Items from a data source

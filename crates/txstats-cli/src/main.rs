mod commands;

use std::path::PathBuf;

use clap::{Parser, Subcommand};

#[derive(Parser)]
#[command(name = "txstats", about = "Collect Transifex translation statistics")]
#[command(version)]
struct Cli {
    /// Directory containing txstats.toml
    #[arg(long, global = true, default_value = ".")]
    config_dir: PathBuf,

    #[command(subcommand)]
    command: Commands,
}

#[derive(Subcommand)]
enum Commands {
    /// Download today's stats snapshot into PATH
    DownloadStats {
        /// Existing directory the snapshot is written to
        path: PathBuf,
        /// Pretty-print the JSON snapshot
        #[arg(long)]
        pretty: bool,
        /// Sum resources sharing the slug prefix before `--`
        #[arg(long)]
        group_by_category: bool,
    },
    /// Run the daily stats collection until interrupted
    Schedule {
        /// Output directory (defaults to OUTPUT_DATA or [output].dir)
        #[arg(long, short = 'o')]
        output: Option<PathBuf>,
    },
    /// List the project's resources
    Resources,
    /// Check token, configuration and API access
    Doctor,
}

#[tokio::main]
async fn main() -> anyhow::Result<()> {
    tracing_subscriber::fmt()
        .with_env_filter(
            tracing_subscriber::EnvFilter::try_from_default_env()
                .unwrap_or_else(|_| tracing_subscriber::EnvFilter::new("info")),
        )
        .with_writer(std::io::stderr)
        .init();

    let cli = Cli::parse();

    match cli.command {
        Commands::DownloadStats {
            path,
            pretty,
            group_by_category,
        } => commands::download_stats(&cli.config_dir, &path, pretty, group_by_category).await?,
        Commands::Schedule { output } => commands::schedule(&cli.config_dir, output).await?,
        Commands::Resources => commands::resources(&cli.config_dir).await?,
        Commands::Doctor => commands::doctor(&cli.config_dir).await?,
    }

    Ok(())
}
//! Lifecycle of the `txstats schedule` daemon: failed runs, idle waiting and
//! shutdown on SIGTERM.
#![cfg(unix)]

use std::io::{BufRead, BufReader};
use std::path::Path;
use std::process::{Child, Command, ExitStatus, Stdio};
use std::sync::mpsc::{self, Receiver};
use std::time::{Duration, Instant};

use nix::sys::signal::{Signal, kill};
use nix::unistd::Pid;
use tempfile::TempDir;

/// Nothing listens on port 1, so every request is refused.
const UNREACHABLE_API: &str = "http://127.0.0.1:1/api/2/";

const LOG_TIMEOUT: Duration = Duration::from_secs(30);

struct Daemon {
    child: Child,
    stderr: Receiver<String>,
    seen: Vec<String>,
}

impl Daemon {
    fn spawn(cwd: &Path, output: &Path) -> Self {
        let mut child = Command::new(env!("CARGO_BIN_EXE_txstats"))
            .current_dir(cwd)
            .env("TRANSIFEX_API_TOKEN", "test-token")
            .env("TRANSIFEX_API_URL", UNREACHABLE_API)
            .env("TRANSIFEX_PROJECT", "demo")
            .env("OUTPUT_DATA", output)
            .env("RUST_LOG", "info")
            .env("NO_COLOR", "1")
            .env_remove("TRANSIFEX_LANGUAGE")
            .arg("schedule")
            .stdout(Stdio::null())
            .stderr(Stdio::piped())
            .spawn()
            .unwrap();

        let pipe = child.stderr.take().unwrap();
        let (tx, rx) = mpsc::channel();
        std::thread::spawn(move || {
            for line in BufReader::new(pipe).lines() {
                let Ok(line) = line else { break };
                if tx.send(line).is_err() {
                    break;
                }
            }
        });

        Self {
            child,
            stderr: rx,
            seen: Vec::new(),
        }
    }

    /// Next stderr line containing `needle`.
    fn wait_for_log(&mut self, needle: &str) -> String {
        let deadline = Instant::now() + LOG_TIMEOUT;
        loop {
            let left = deadline.saturating_duration_since(Instant::now());
            match self.stderr.recv_timeout(left) {
                Ok(line) => {
                    self.seen.push(line.clone());
                    if line.contains(needle) {
                        return line;
                    }
                }
                Err(_) => panic!("no {needle:?} on stderr, got:\n{}", self.seen.join("\n")),
            }
        }
    }

    fn is_running(&mut self) -> bool {
        self.child.try_wait().unwrap().is_none()
    }

    fn terminate(&mut self) -> ExitStatus {
        kill(Pid::from_raw(self.child.id() as i32), Signal::SIGTERM).unwrap();
        self.child.wait().unwrap()
    }
}

impl Drop for Daemon {
    fn drop(&mut self) {
        if let Ok(None) = self.child.try_wait() {
            self.child.kill().ok();
            self.child.wait().ok();
        }
    }
}

#[test]
fn failed_run_keeps_daemon_waiting_until_sigterm() {
    let tmp = TempDir::new().unwrap();
    let mut daemon = Daemon::spawn(tmp.path(), tmp.path());

    let failure = daemon.wait_for_log("daily stats run failed");
    assert!(failure.contains("ERROR"), "not logged at error level: {failure}");
    daemon.wait_for_log("waiting for next run");

    assert!(daemon.is_running());
    assert_eq!(std::fs::read_dir(tmp.path()).unwrap().count(), 0);

    let status = daemon.terminate();
    assert!(status.success(), "exit status {status:?}");
    assert!(
        daemon
            .stderr
            .iter()
            .any(|line| line.contains("shutdown signal received"))
    );
}

#[test]
fn without_run_on_start_daemon_idles_until_daily_time() {
    let tmp = TempDir::new().unwrap();
    let output = tmp.path().join("data");
    std::fs::create_dir(&output).unwrap();

    let at = (chrono::Local::now() + chrono::TimeDelta::hours(12))
        .format("%H:%M")
        .to_string();
    std::fs::write(
        tmp.path().join("txstats.toml"),
        format!("[schedule]\nat = \"{at}\"\nrun_on_start = false\n"),
    )
    .unwrap();

    let mut daemon = Daemon::spawn(tmp.path(), &output);
    let waiting = daemon.wait_for_log("waiting for next run");
    assert!(waiting.contains(&format!("{at}:00")), "unexpected next run: {waiting}");

    std::thread::sleep(Duration::from_millis(500));
    assert!(daemon.is_running());

    let status = daemon.terminate();
    assert!(status.success(), "exit status {status:?}");
    let rest: Vec<String> = daemon.stderr.iter().collect();
    assert!(
        !daemon
            .seen
            .iter()
            .chain(&rest)
            .any(|line| line.contains("running daily stats")),
        "a run started before the daily time"
    );
    assert_eq!(std::fs::read_dir(&output).unwrap().count(), 0);
}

Problem details:
Output the lines above exactly, but only those between the line holding "the project's resources" and the line holding "tracing_subscriber::EnvFilter::try_from_default_env()", inclusive.

Solution for this exercise:
    /// List the project's resources
    Resources,
    /// Check token, configuration and API access
    Doctor,
}

#[tokio::main]
async fn main() -> anyhow::Result<()> {
    tracing_subscriber::fmt()
        .with_env_filter(
            tracing_subscriber::EnvFilter::try_from_default_env()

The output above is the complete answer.